By Frank Woodruff, director, National Alliance of Community Economic Development Associations (NACEDA)
At least three states: Oregon ($29 million), Florida ($334 million), and Texas ($135 million) have yet to decide what to do with all or most of their money. Most other states have either decided or sent strong signals as to their intentions.
At least 30 states will use a good portion of the funds to keep hard-working families in their homes and/or address neighborhood blight that drags down home values and local economic growth. These states are funding housing counselors and community non-profits working directly with borrowers in danger of foreclosure; supporting legal aid programs to help those in foreclosure and victims of mortgage fraud; homeless programs; or loans for refinancing. Michigan and Ohio are using substantial amounts of money for demolition of abandoned structures that have become local economic cancers. The list goes on.
The remaining ten or so states have diverted large portions, if not all, of their funds to fill budget gaps that will return next year after the settlement money is gone. Using settlement dollars in this way is foolish, unfair, and short-sighted. California received by far the single largest payment-- $410 million -- and every penny will get lost in the general fund abyss as opposed to being used to help those who were defrauded or communities that are suffering.
Other states that have decided against applying the funds as originally intended:
· Georgia, which despite being among the hardest hit, is using all of its $99 million for economic development;
· South Carolina used $10 million to give tax incentives to large corporations and put the rest of its $31 million into its general fund;
· Missouri initially made large cuts to higher education, but used all of its $40 million settlement to fill the gap;
· New Jersey used creative accounting to put their money into the general fund.
· Arizona is using half its $100 million to plug a budget hole and is being sued by local advocates and homeowners as a result.

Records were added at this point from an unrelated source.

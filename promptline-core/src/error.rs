//! # Error Types
//!
//! Fatal errors returned by the prompt functions.
//!
//! Invalid *answers* never show up here: a malformed number, an unknown
//! boolean token or an out-of-range value is a [`Rejection`] and is absorbed
//! by the retry loop. A [`PromptError`] means the prompt cannot produce a
//! value at all, usually because there is no input left to read.
//!
//! [`Rejection`]: crate::utils::Rejection

use std::io;
use std::num::NonZeroU32;

use thiserror::Error;

/// Conditions that stop a prompt without producing a value.
#[derive(Debug, Error)]
pub enum PromptError {
    /// The input stream was closed before a valid answer was read.
    #[error("input reached end of stream before a valid answer was given")]
    EndOfInput,

    /// Reading from or writing to the console failed.
    #[error("console I/O failed: {0}")]
    Io(#[from] io::Error),

    /// A bounded terminal ran out of attempts.
    ///
    /// Only possible when [`TerminalConfig::max_attempts`] is set.
    ///
    /// [`TerminalConfig::max_attempts`]: crate::utils::TerminalConfig::max_attempts
    #[error("no valid answer after {0} attempts")]
    AttemptsExhausted(NonZeroU32),

    /// A menu was requested with no options and no quit entry, so no
    /// answer could ever be valid.
    #[error("menu has no options to select from")]
    EmptyMenu,
}

/// Result alias used by every prompt operation.
pub type PromptResult<T> = Result<T, PromptError>;

#[cfg(test)]
mod tests {
    use super::*;

    #[test]
    fn test_prompt_error_messages() {
        assert_eq!(
            PromptError::EndOfInput.to_string(),
            "input reached end of stream before a valid answer was given"
        );
        assert_eq!(
            PromptError::EmptyMenu.to_string(),
            "menu has no options to select from"
        );

        let attempts = NonZeroU32::new(3).unwrap();
        assert_eq!(
            PromptError::AttemptsExhausted(attempts).to_string(),
            "no valid answer after 3 attempts"
        );
    }

    #[test]
    fn test_io_error_converts() {
        let err: PromptError = io::Error::new(io::ErrorKind::BrokenPipe, "pipe closed").into();
        assert!(matches!(err, PromptError::Io(_)));
        assert_eq!(err.to_string(), "console I/O failed: pipe closed");
    }
}
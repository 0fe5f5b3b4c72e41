pub mod console;
pub use console::{BufferedConsole, Console, ScriptedConsole, StdConsole};

pub mod sanitize;
pub use sanitize::{
    BoolTokens, Bounded, CharRange, MenuChoice, Number, Rejection, RejectionKind, TextRule,
    Validate,
};

pub mod stdio;

pub mod terminal;
pub use terminal::{Terminal, TerminalConfig};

Eight states wasted most of their funds -- Idaho (96%), Indiana (66%), Maine (64%), Mississippi (57%), Nebraska (88%), Utah (83%), Virginia (89%), and Wisconsin (82%) on other types of spending such as economic development, business incentives, and balancing state budgets.
These, however, are not tax dollars, but are purposely intended to address the foreclosure crisis and should be used to keep people in their homes and prevent additional foreclosures.
Two and a half billion dollars may seem like a lot of money, but compared to the foreclosure crisis, which affects all 50 states, it’s only a drop in the bucket. To have an impact, the funds must be targeted directly at the economy’s housing sector. Unfortunately, states that have diverted or misspent the money are diluting the nationwide effort to drive economic recovery and help homeowners regain their footing.
The banks agreed to this settlement because of the real damage they inflicted across America. It is only right that these funds be used to help the damaged parties - the families, senior citizens, and neighborhoods that have been ravaged by foreclosure.
States that do not use these funds to solve the foreclosure crisis are making a mockery of the settlement and depriving affected citizens of the help promised by the settlement.
Woodruff is the director of the National Alliance of Community Economic Development Associations (NACEDA).